Op 17 maart 2015 is een bezwaarschrift ingediend door mr. G.J.M. Kruizinga namens een minderjarige veroordeelde, gericht tegen de afname en verwerking van haar DNA-profiel. Dit bezwaarschrift volgde op een bevel van de officier van justitie te Haarlem, dat op 4 februari 2015 was gegeven, en waarbij op 3 maart 2015 celmateriaal was afgenomen. De minderjarige veroordeelde was in persoon aanwezig bij de behandeling van het bezwaarschrift op 30 maart 2015, bijgestaan door haar advocaat, en de vader van de minderjarige was ook aanwezig. De officier van justitie, mr. C.C.A. Bos-van Hasselt, verdedigde de afname van het DNA, stellende dat de Wet DNA-onderzoek bij veroordeelden ook van toepassing is op minderjarigen en dat minderjarigheid geen reden is om van de wet af te wijken.

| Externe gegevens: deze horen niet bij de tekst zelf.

//! Column auto-mapping from CSV headers to DID fields.
//!
//! Each target field has a list of keyword patterns. A header matches a
//! field when, ignoring case, the header contains a pattern or a pattern
//! contains the header. Headers are tried in file order and the first
//! match wins, so an earlier coarse header ("Primary Trunk") shadows a
//! later one ("Secondary Trunk"). Callers can override any field.

use serde::{Deserialize, Serialize};

/// DID fields that can be filled from a CSV column.
#[derive(Debug, Clone, Copy, PartialEq, Eq, Hash, Serialize, Deserialize)]
#[serde(rename_all = "camelCase")]
pub enum TargetField {
    /// The phone number itself.
    DidNumber,
    /// The trunk group identifier.
    TrunkId,
    /// The forwarding number.
    DidForward,
}

impl TargetField {
    /// All mappable fields in mapping order.
    pub const ALL: [Self; 3] = [Self::DidNumber, Self::TrunkId, Self::DidForward];

    /// Keyword patterns for this field.
    #[must_use]
    pub const fn patterns(self) -> &'static [&'static str] {
        match self {
            Self::DidNumber => &["did", "phone", "number", "telephone", "tn", "dn"],
            Self::TrunkId => &[
                "trunk",
                "trank",
                "trunk id",
                "trank id",
                "primary trunk",
                "primary",
                "secondary trunk",
            ],
            Self::DidForward => &[
                "forward",
                "forwarding",
                "destination",
                "target",
                "pstn forward",
                "pstn backup",
                "confirmation to call",
            ],
        }
    }

    /// Whether `header` matches one of this field's patterns.
    #[must_use]
    pub fn matches(self, header: &str) -> bool {
        let header = header.trim().to_lowercase();
        if header.is_empty() {
            return false;
        }
        self.patterns()
            .iter()
            .any(|p| header.contains(p) || p.contains(header.as_str()))
    }
}

/// Which CSV header feeds each DID field.
#[derive(Debug, Clone, Default, PartialEq, Eq, Serialize, Deserialize)]
#[serde(rename_all = "camelCase")]
pub struct ColumnMapping {
    /// Header holding the phone number.
    pub did_number: Option<String>,
    /// Header holding the trunk id.
    #[serde(rename = "trankId")]
    pub trunk_id: Option<String>,
    /// Header holding the forwarding number.
    pub did_forward: Option<String>,
}

impl ColumnMapping {
    /// The header mapped to `field`.
    #[must_use]
    pub fn get(&self, field: TargetField) -> Option<&str> {
        match field {
            TargetField::DidNumber => self.did_number.as_deref(),
            TargetField::TrunkId => self.trunk_id.as_deref(),
            TargetField::DidForward => self.did_forward.as_deref(),
        }
    }

    /// Map `field` to `header`.
    pub fn set(&mut self, field: TargetField, header: Option<String>) {
        let slot = match field {
            TargetField::DidNumber => &mut self.did_number,
            TargetField::TrunkId => &mut self.trunk_id,
            TargetField::DidForward => &mut self.did_forward,
        };
        *slot = header;
    }

    /// Fill every field set in `overrides`, keeping the rest.
    #[must_use]
    pub fn merged_with(mut self, overrides: &Self) -> Self {
        for field in TargetField::ALL {
            if let Some(header) = overrides.get(field) {
                self.set(field, Some(header.to_string()));
            }
        }
        self
    }

    /// Fields with no header assigned.
    #[must_use]
    pub fn unmapped(&self) -> Vec<TargetField> {
        TargetField::ALL
            .into_iter()
            .filter(|f| self.get(*f).is_none())
            .collect()
    }
}

/// Guess the mapping from header names.
#[must_use]
pub fn auto_map<S: AsRef<str>>(headers: &[S]) -> ColumnMapping {
    let mut mapping = ColumnMapping::default();
    for field in TargetField::ALL {
        let found = headers
            .iter()
            .map(AsRef::as_ref)
            .find(|h| field.matches(h))
            .map(ToString::to_string);
        mapping.set(field, found);
    }
    tracing::debug!(?mapping, "Columns auto-mapped");
    mapping
}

De rechtbank beoordeelde het bezwaarschrift aan de hand van de relevante wetgeving, waaronder artikel 2 van de Wet DNA-onderzoek bij veroordeelden en artikel 8 van het Europees Verdrag voor de Rechten van de Mens (EVRM). De rechtbank concludeerde dat de afname van DNA-materialen niet in strijd was met het recht op onaantastbaarheid van het lichaam, aangezien de wet hierin voorziet. De rechtbank oordeelde dat er geen generieke uitzondering voor minderjarigen bestaat en dat de aard van het misdrijf en de omstandigheden geen grond bieden om te concluderen dat DNA-onderzoek niet van betekenis zou zijn voor de opsporing en vervolging van strafbare feiten.
Uiteindelijk verklaarde de rechtbank het bezwaarschrift ongegrond, waarmee de afname en verwerking van het DNA-profiel van de minderjarige veroordeelde werd bevestigd. De beschikking werd uitgesproken door kinderrechter mr. L.J. Saarloos op 13 april 2015, in aanwezigheid van griffier W. Veenstra.